--- TASK TO CARRY OUT ---
For the data that follows, report how many lines contain the word "будь", and nothing else.

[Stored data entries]
= Beginning of Section =

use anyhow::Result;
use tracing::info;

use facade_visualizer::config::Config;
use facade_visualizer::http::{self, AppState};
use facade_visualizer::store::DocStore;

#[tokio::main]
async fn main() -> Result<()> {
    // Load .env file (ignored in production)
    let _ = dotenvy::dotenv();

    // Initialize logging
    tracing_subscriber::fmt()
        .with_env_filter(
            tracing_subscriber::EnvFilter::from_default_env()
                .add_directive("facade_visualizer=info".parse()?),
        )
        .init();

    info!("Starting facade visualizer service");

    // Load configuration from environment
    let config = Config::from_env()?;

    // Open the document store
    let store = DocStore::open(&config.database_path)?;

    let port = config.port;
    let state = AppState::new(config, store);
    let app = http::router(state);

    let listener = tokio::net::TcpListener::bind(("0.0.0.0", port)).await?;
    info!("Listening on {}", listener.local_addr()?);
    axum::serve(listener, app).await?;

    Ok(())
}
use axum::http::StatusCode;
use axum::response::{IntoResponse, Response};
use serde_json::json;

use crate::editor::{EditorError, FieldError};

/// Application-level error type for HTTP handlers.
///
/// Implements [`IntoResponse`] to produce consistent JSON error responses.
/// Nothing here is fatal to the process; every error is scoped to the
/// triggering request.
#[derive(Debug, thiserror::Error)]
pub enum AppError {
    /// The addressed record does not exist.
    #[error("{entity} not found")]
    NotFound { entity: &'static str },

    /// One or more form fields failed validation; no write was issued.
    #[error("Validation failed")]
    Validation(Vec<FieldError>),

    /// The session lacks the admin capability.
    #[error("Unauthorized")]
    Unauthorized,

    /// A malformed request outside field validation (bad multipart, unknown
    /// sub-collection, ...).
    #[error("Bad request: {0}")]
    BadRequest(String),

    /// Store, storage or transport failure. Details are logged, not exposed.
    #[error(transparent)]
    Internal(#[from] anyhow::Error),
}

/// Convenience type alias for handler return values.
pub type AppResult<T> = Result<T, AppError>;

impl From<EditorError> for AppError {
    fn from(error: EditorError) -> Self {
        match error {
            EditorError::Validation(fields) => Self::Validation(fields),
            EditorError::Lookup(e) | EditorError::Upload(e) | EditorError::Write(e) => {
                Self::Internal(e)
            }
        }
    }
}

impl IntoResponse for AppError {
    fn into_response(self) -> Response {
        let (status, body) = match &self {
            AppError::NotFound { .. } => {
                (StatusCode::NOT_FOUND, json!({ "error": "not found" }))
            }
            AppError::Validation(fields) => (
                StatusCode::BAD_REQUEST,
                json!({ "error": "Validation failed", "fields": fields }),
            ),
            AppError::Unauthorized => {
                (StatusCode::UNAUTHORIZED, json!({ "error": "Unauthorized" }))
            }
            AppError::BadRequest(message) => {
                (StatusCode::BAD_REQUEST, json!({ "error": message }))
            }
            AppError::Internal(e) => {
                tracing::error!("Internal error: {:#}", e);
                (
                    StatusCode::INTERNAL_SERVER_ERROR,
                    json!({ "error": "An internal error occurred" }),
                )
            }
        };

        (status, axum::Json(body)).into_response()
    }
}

= End of Section =
= Beginning of Section =

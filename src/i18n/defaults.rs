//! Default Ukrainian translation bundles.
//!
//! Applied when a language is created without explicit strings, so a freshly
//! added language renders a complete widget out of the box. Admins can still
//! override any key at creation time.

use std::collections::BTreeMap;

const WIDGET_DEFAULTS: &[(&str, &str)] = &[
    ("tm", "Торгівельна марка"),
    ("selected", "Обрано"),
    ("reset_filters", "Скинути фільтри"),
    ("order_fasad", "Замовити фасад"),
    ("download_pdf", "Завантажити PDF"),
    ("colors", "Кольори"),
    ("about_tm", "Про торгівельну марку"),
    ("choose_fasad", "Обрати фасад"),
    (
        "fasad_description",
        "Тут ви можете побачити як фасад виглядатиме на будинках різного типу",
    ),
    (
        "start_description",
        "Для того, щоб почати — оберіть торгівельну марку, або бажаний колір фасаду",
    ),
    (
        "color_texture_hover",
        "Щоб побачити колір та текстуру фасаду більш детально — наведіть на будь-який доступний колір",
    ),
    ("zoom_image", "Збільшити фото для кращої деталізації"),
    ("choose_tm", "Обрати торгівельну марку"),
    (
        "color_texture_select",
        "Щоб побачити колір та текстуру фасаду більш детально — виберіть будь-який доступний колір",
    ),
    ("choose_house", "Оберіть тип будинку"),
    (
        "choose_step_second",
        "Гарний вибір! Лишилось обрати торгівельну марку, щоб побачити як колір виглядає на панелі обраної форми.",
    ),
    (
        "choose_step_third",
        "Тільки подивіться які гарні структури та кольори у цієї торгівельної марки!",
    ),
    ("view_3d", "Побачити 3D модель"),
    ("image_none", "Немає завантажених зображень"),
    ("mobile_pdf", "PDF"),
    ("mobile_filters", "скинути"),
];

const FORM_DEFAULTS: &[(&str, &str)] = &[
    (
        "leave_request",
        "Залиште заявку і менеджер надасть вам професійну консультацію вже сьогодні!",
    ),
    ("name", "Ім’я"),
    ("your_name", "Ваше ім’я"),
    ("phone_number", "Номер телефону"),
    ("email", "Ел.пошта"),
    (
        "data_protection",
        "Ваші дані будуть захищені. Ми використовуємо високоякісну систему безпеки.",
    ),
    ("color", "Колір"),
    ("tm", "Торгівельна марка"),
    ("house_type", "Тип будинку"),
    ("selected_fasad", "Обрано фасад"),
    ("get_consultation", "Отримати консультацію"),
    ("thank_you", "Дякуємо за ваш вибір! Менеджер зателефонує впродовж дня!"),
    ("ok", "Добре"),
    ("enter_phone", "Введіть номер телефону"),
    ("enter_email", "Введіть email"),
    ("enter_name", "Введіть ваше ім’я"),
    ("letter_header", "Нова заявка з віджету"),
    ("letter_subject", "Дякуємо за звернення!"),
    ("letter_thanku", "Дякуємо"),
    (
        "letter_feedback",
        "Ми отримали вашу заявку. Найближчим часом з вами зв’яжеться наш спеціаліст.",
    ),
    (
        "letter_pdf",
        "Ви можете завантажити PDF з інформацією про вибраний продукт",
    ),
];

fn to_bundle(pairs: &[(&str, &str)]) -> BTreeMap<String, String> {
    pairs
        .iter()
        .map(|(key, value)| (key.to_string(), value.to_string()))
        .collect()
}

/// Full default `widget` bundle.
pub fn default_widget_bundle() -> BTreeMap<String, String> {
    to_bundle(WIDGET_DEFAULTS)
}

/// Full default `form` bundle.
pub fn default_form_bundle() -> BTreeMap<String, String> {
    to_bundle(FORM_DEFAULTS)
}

= End of Section =

--- ANSWER SECTION ---
2